When Mr. Manetti has time for a sabbatical from architecture, I suggest a course in Logic 101. The attribution of one thing to its immediate predecessor simply because it happened afterward is known as the logical fallacy of post hoc ergo propter hoc (Latin, "after this, therefore because of this"). The article reports that an Italian priest has offered a far simpler explanation of the paintings of the pregnant Madonnas:

"In a 15-page article due to appear soon in the diocesan periodical, Father Giovanni Alpigiano argues for the traditional view that the expectant virgins represent the theological concept of incarnation. There is ‘no arcane secret’ attached to Gaddi’s Mary, he insists, despite her cryptic, knowing expression.

"’Great care needs to be taken in attempting to rewrite the history of art or literature solely with the help of esoteric clues,’ Fr. Alpigiano adds. An account of his counter-blast was splashed over the best part of a page in Avvenire, the national daily newspaper owned by the Italian bishops’ conference."

But, of course, simple explanations do not sell books or establish academic reputations so Fr. Alpigiano must be satisfied with being a Catholic apologist rather than an art "expert."

Christ Is Kewl

Hollywood may have been unwilling to honor Mel Gibson for his blockbuster The Passion of the Christ, but it is definitely willing to cash in on the success of his movie by scavaging religious imagery to plump up otherwise thoroughly secular films:

"In the summer blockbuster movie Mr. & Mrs. Smith, from 20th Century Fox, Brad Pitt and Angelina Jolie play godless suburbanites and professional assassins. But when they steal their neighbor’s car for an extended chase scene, a crucifix hangs conspicuously from the rear-view mirror, and in the next scene the actors wear borrowed jackets that read ‘Jesus Rocks’ as they go on the lam.

"’We decided to make the next-door neighbor, whose crucifix it is, be hip, young, cool Christians,’ explained the movie’s director, Doug Liman. ‘It’s literally in there for no other reason than I thought: This is cool.’
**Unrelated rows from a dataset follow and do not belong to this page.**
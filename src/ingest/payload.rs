//! Wire format of a fetch payload.
//!
//! One JSON blob per fetched window:
//!
//! ```json
//! {
//!   "time":    { "2022-01-01T00:00:00": 42, ... },
//!   "geo":     { "STATES": { "US-CA": ["California", 100], ... }, ... },
//!   "related": {
//!     "query": { "top": [["flu shot", 100]], "rising": [...] },
//!     "topic": { "top": [["/m/0dm32", "Influenza", "Disease", 100]], ... }
//!   }
//! }
//! ```

use std::collections::BTreeMap;

use serde::Deserialize;

/// A parsed fetch payload. All sections are optional in the wire format.
#[derive(Debug, Default, Deserialize)]
pub struct Payload {
    /// Sample values keyed by the service's own time labels. ISO labels
    /// sort lexicographically in chronological order.
    #[serde(default)]
    pub time: BTreeMap<String, i64>,
    /// scope -> location code -> (display name, value).
    #[serde(default)]
    pub geo: BTreeMap<String, BTreeMap<String, (String, i64)>>,
    #[serde(default)]
    pub related: Related,
}

/// Recommended keywords, split by kind and by top/rising grouping.
#[derive(Debug, Default, Deserialize)]
pub struct Related {
    #[serde(default)]
    pub query: RelatedGroup<QueryEntry>,
    #[serde(default)]
    pub topic: RelatedGroup<TopicEntry>,
}

#[derive(Debug, Default, Deserialize)]
pub struct RelatedGroup<T> {
    #[serde(default)]
    pub top: Vec<T>,
    #[serde(default)]
    pub rising: Vec<T>,
}

/// (query string, value)
pub type QueryEntry = (String, i64);

/// (topic mid, display title, topic name, value)
pub type TopicEntry = (String, String, String, i64);
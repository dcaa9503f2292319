//! The standalone analytics database stitched series are written to.

use std::path::Path;

use rusqlite::{params, Connection};

use super::layers::Series;

/// Writer for the `ts` analytics table.
pub struct AnalyticsDb {
    conn: Connection,
}

impl AnalyticsDb {
    /// Open (and create if needed) the analytics database.
    pub fn open(path: &Path) -> Result<Self, rusqlite::Error> {
        let conn = Connection::open(path)?;
        conn.execute_batch(
            r#"
            CREATE TABLE IF NOT EXISTS ts (
                k_id INTEGER NOT NULL,
                time INTEGER NOT NULL,
                state TEXT NOT NULL,
                value REAL NOT NULL,
                UNIQUE (k_id, time, state)
            );
        "#,
        )?;
        Ok(Self { conn })
    }

    /// Write one stitched series. Existing rows for the same
    /// (k_id, time, state) are replaced, so re-stitching is idempotent.
    pub fn write_series(
        &mut self,
        k_id: i64,
        state: &str,
        series: &Series,
    ) -> Result<(), rusqlite::Error> {
        let tx = self.conn.transaction()?;
        {
            let mut stmt = tx.prepare(
                "INSERT OR REPLACE INTO ts (k_id, time, state, value)
                 VALUES (?1, ?2, ?3, ?4)",
            )?;
            for (label, value) in series {
                stmt.execute(params![k_id, label.timestamp(), state, value])?;
            }
        }
        tx.commit()
    }
}

#[cfg(test)]
mod tests {
    use super::*;
    use chrono::{DateTime, Duration, Utc};

    fn series(start: DateTime<Utc>, values: &[f64]) -> Series {
        values
            .iter()
            .enumerate()
            .map(|(i, &v)| (start + Duration::hours(i as i64), v))
            .collect()
    }

    #[test]
    fn rewriting_a_series_is_idempotent() {
        let dir = tempfile::tempdir().unwrap();
        let path = dir.path().join("time_series.db");
        let start = chrono::DateTime::UNIX_EPOCH;

        {
            let mut db = AnalyticsDb::open(&path).unwrap();
            db.write_series(1, "US-CA", &series(start, &[1.0, 2.0, 3.0]))
                .unwrap();
            db.write_series(1, "US-CA", &series(start, &[4.0, 5.0, 6.0]))
                .unwrap();
            db.write_series(1, "world", &series(start, &[7.0])).unwrap();
        }

        let conn = Connection::open(&path).unwrap();
        let rows: i64 = conn
            .query_row("SELECT COUNT(*) FROM ts", [], |row| row.get(0))
            .unwrap();
        assert_eq!(rows, 4);

        let value: f64 = conn
            .query_row(
                "SELECT value FROM ts WHERE k_id = 1 AND state = 'US-CA' AND time = 0",
                [],
                |row| row.get(0),
            )
            .unwrap();
        assert_eq!(value, 4.0);
    }
}
//! Models for fetched trend data and its provenance.

use chrono::{DateTime, Utc};
use serde::{Deserialize, Serialize};

/// Geographic aggregation scope of a per-location value.
#[derive(Debug, Clone, Copy, PartialEq, Eq, Serialize, Deserialize)]
#[serde(rename_all = "snake_case")]
pub enum GeoScope {
    Country,
    States,
    Region,
    Dma,
}

impl GeoScope {
    pub fn as_str(&self) -> &'static str {
        match self {
            Self::Country => "country",
            Self::States => "states",
            Self::Region => "region",
            Self::Dma => "dma",
        }
    }

    /// Parse a scope name. The upstream payload uses upper-case scope keys,
    /// the database stores lower-case.
    pub fn from_str(s: &str) -> Option<Self> {
        match s.to_ascii_lowercase().as_str() {
            "country" => Some(Self::Country),
            "states" => Some(Self::States),
            "region" => Some(Self::Region),
            "dma" => Some(Self::Dma),
            _ => None,
        }
    }
}

/// Identity of a fetch worker, interned into the store for provenance.
#[derive(Debug, Clone, PartialEq, Eq)]
pub struct FetcherIdentity {
    pub name: String,
    pub host: String,
    pub api: String,
}

/// A raw fetched payload staged durably before ingestion.
///
/// Rows exist only between a successful fetch and the structured write;
/// `fetched_at` is the fetch instant and survives crash recovery so the
/// eventual request completion time is accurate.
#[derive(Debug, Clone)]
pub struct StagedPayload {
    pub rfo_id: i64,
    pub raw: String,
    pub f_id: i64,
    pub r_id: i64,
    pub k_id: i64,
    pub fetched_at: DateTime<Utc>,
}
//! Keyword registry models.

use chrono::{DateTime, Utc};

/// A query string or topic id known to the system.
///
/// Topic keywords carry a display title and a topic name; plain query
/// keywords carry neither. The two fields are always present together.
#[derive(Debug, Clone)]
pub struct Keyword {
    pub k_id: i64,
    /// The raw query string, or the upstream topic id (mid).
    pub query: String,
    /// Display title, present for topic keywords only.
    pub title: Option<String>,
    /// Topic name, present for topic keywords only.
    pub topic: Option<String>,
    pub added: DateTime<Utc>,
}

impl Keyword {
    /// Human-readable form: the title with its topic for topics, the raw
    /// query otherwise.
    pub fn pretty(&self) -> String {
        match (&self.title, &self.topic) {
            (Some(title), Some(topic)) => format!("{} ({})", title, topic),
            _ => self.query.clone(),
        }
    }
}
//! Overlap-based layering and in-layer stitching.
//!
//! Consecutive fragments that overlap in time and carry a usable anchoring
//! signal on the overlap are chained into one layer and rescaled onto a
//! common amplitude. The rescaling of two frames follows the overlap-maxima
//! method; a finished layer is normalized to a maximum of 100.

use std::collections::BTreeMap;

use chrono::{DateTime, Utc};

use super::fragment::Fragment;
use super::StitchError;

/// A stitched time series: label -> value, chronologically ordered.
pub type Series = BTreeMap<DateTime<Utc>, f64>;

/// Split ordered fragments into maximal stitchable chains.
///
/// A new layer starts when a fragment has no labels, shares no labels with
/// the previous fragment, or shares only labels on which one side is
/// entirely zero. With `ignore_no_overlap` only the no-labels rule splits;
/// the stitcher then concatenates at scale 1 where no signal exists.
pub fn build_layers(fragments: Vec<Fragment>, ignore_no_overlap: bool) -> Vec<Vec<Fragment>> {
    let mut layers: Vec<Vec<Fragment>> = Vec::new();
    let mut current: Vec<Fragment> = Vec::new();

    for fragment in fragments {
        let split = match current.last() {
            None => false,
            Some(prev) => should_split(prev, &fragment, ignore_no_overlap),
        };
        if split {
            layers.push(std::mem::take(&mut current));
        }
        current.push(fragment);
    }
    if !current.is_empty() {
        layers.push(current);
    }

    layers
}

fn should_split(prev: &Fragment, next: &Fragment, ignore_no_overlap: bool) -> bool {
    if next.labels.is_empty() {
        return true;
    }
    if ignore_no_overlap {
        return false;
    }

    let overlap_max = |frag: &Fragment, other: &Fragment| {
        frag.labels
            .iter()
            .zip(&frag.values)
            .filter(|(label, _)| other.labels.contains(*label))
            .map(|(_, v)| *v)
            .fold(None, |acc: Option<f64>, v| Some(acc.map_or(v, |m| v.max(m))))
    };

    // None means no shared labels at all; zero on either side means there
    // is no signal to anchor the rescaling on.
    match (overlap_max(prev, next), overlap_max(next, prev)) {
        (Some(a), Some(b)) => a == 0.0 || b == 0.0,
        _ => true,
    }
}

/// Stitch one chain of fragments, left to right, into a single series
/// normalized to a maximum of 100.
///
/// Each new fragment is rescaled by the ratio of the overlap maxima
/// (existing over incoming) and contributes only its labels beyond the
/// overlap, so earlier fragments win on shared labels.
pub fn stitch_layer(
    fragments: &[Fragment],
    ignore_no_overlap: bool,
) -> Result<Series, StitchError> {
    let mut series = Series::new();

    for fragment in fragments {
        if series.is_empty() {
            series.extend(fragment.labels.iter().copied().zip(fragment.values.iter().copied()));
            continue;
        }

        let ours_max = fragment
            .labels
            .iter()
            .filter_map(|label| series.get(label).copied())
            .fold(None, |acc: Option<f64>, v| Some(acc.map_or(v, |m| v.max(m))));
        let theirs_max = fragment
            .labels
            .iter()
            .zip(&fragment.values)
            .filter(|(label, _)| series.contains_key(*label))
            .map(|(_, v)| *v)
            .fold(None, |acc: Option<f64>, v| Some(acc.map_or(v, |m| v.max(m))));

        let scale = match (ours_max, theirs_max) {
            (Some(ours), Some(theirs)) if ours > 0.0 && theirs > 0.0 => ours / theirs,
            _ if ignore_no_overlap => 1.0,
            _ => return Err(StitchError::NoOverlap { r_id: fragment.r_id }),
        };

        for (label, value) in fragment.labels.iter().zip(&fragment.values) {
            series.entry(*label).or_insert(value * scale);
        }
    }

    normalize(&mut series);
    Ok(series)
}

/// Scale a series so its maximum is 100. A series with no positive values
/// is left untouched.
pub fn normalize(series: &mut Series) {
    let max = series.values().fold(0.0f64, |m, &v| m.max(v));
    if max > 0.0 {
        for value in series.values_mut() {
            *value = 100.0 * *value / max;
        }
    }
}
fn message_for_error(err: ClientError) -> String {
    match err {
        ClientError::Unauthorized => "Not logged in.".to_string(),
        ClientError::Forbidden => "You are not allowed to do that.".to_string(),
        ClientError::NotFound => "Record not found, refresh with r.".to_string(),
        ClientError::Validation(message) => format!("Rejected by the server: {message}"),
        ClientError::Server(message) => format!("Server error: {message}"),
        ClientError::Transport(err) => format!("Server unreachable: {err}"),
    }
}

#[cfg(test)]
mod tests {
    use super::*;

    #[test]
    fn login_errors_hide_the_reason() {
        assert_eq!(
            login_message_for_error(ClientError::Forbidden),
            "Invalid username or password."
        );
        assert_eq!(
            login_message_for_error(ClientError::Validation("Username is already taken".into())),
            "Rejected by the server: Username is already taken"
        );
    }

    #[test]
    fn app_starts_on_login_with_configured_user() {
        let config = AppConfig {
            username: "alice".to_string(),
            currency: "eur".to_string(),
            ..AppConfig::default()
        };
        let app = App::new(config).unwrap();
        assert_eq!(app.state.screen, Screen::Login);
        assert_eq!(app.state.login.username, "alice");
        assert_eq!(app.state.currency, engine::Currency::Eur);
    }

    #[tokio::test]
    async fn filter_keys_recompute_on_every_stroke() {
        let mut app = App::new(AppConfig::default()).unwrap();
        app.state.screen = Screen::Main;
        app.state.expenses.set_records(vec![
            engine::Expense {
                id: Some(1),
                amount: Some(engine::Money::new(500)),
                category: Some("Food".to_string()),
                ..engine::Expense::default()
            },
            engine::Expense {
                id: Some(2),
                amount: Some(engine::Money::new(5000)),
                category: Some("Bills".to_string()),
                ..engine::Expense::default()
            },
        ]);

        app.handle_expenses_key(AppAction::Input('/')).await;
        assert_eq!(app.state.expenses.mode, ListMode::Filter);
        app.handle_expenses_key(AppAction::NextField).await;
        app.handle_expenses_key(AppAction::NextField).await;
        app.handle_expenses_key(AppAction::NextField).await;
        assert_eq!(app.state.expenses.filter_focus, FilterField::MinAmount);
        app.handle_expenses_key(AppAction::Input('1')).await;
        app.handle_expenses_key(AppAction::Input('0')).await;
        assert_eq!(app.state.expenses.rows.len(), 1);
        app.handle_expenses_key(AppAction::Input('x')).await;
        assert!(app.state.expenses.filter_error.is_some());
        assert_eq!(app.state.expenses.rows.len(), 1);
        app.handle_expenses_key(AppAction::Backspace).await;
        app.handle_expenses_key(AppAction::Backspace).await;
        assert_eq!(app.state.expenses.rows.len(), 2);
        app.handle_expenses_key(AppAction::Cancel).await;
        assert_eq!(app.state.expenses.mode, ListMode::List);
    }

    #[tokio::test]
    async fn invalid_budget_form_shows_first_message() {
        let mut app = App::new(AppConfig::default()).unwrap();
        app.state.screen = Screen::Main;
        app.state.section = Section::Budgets;
        app.state.session = Some(crate::session::Session::new("alice", "t"));

        app.handle_budgets_key(AppAction::Input('a')).await;
        assert_eq!(app.state.budgets.mode, ListMode::Form);
        app.handle_budgets_key(AppAction::Submit).await;
        assert_eq!(
            app.state.budgets.form.error.as_deref(),
            Some("Amount must be greater than 0")
        );
        assert_eq!(app.state.budgets.mode, ListMode::Form);
    }
}
use ratatui::style::Color;

#[derive(Debug, Clone, Copy)]
pub struct Theme {
    pub text: Color,
    pub text_muted: Color,
    pub dim: Color,
    pub border: Color,
    pub accent: Color,
    pub positive: Color,
    pub warning: Color,
    pub error: Color,
}

impl Default for Theme {
    fn default() -> Self {
        Self {
            text: Color::Rgb(220, 220, 220),
            text_muted: Color::Rgb(160, 160, 160),
            dim: Color::Rgb(140, 140, 140),
            border: Color::Rgb(70, 80, 90),
            accent: Color::Rgb(80, 160, 160),
            positive: Color::Rgb(90, 180, 110),
            warning: Color::Rgb(220, 170, 60),
            error: Color::Rgb(200, 80, 80),
        }
    }
}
"Liman isn’t alone. Mainstream Hollywood, after decades of ignoring the pious — or occasionally defying them with the likes of Martin Scorsese’s revisionist Last Temptation of Christ and Kevin Smith’s profane parody Dogma — is adjusting to what it perceives to be a rising religiosity in American culture."

GET THE STORY.

Uh huh. Sure.

What these Hollywood types don’t seem to understand is that Mel Gibson’s movie succeeded because it was sincere. It wasn’t aimed at milking the presumed "religiosity" of a target audience. (Had it been so crassly targeted it would have been far less overtly Catholic in its appeal to an overwhelmingly Evangelical Christian audience.) But draping a crucifix on a mirror and stuffing pop icons into "Jesus Rocks" jackets is so patently patronizing as to be immediately scorned by the audience whose bucks Hollywood wants.

Christians, in the eyes of Hollywood studios, are handy milch cows but are not worth taking seriously.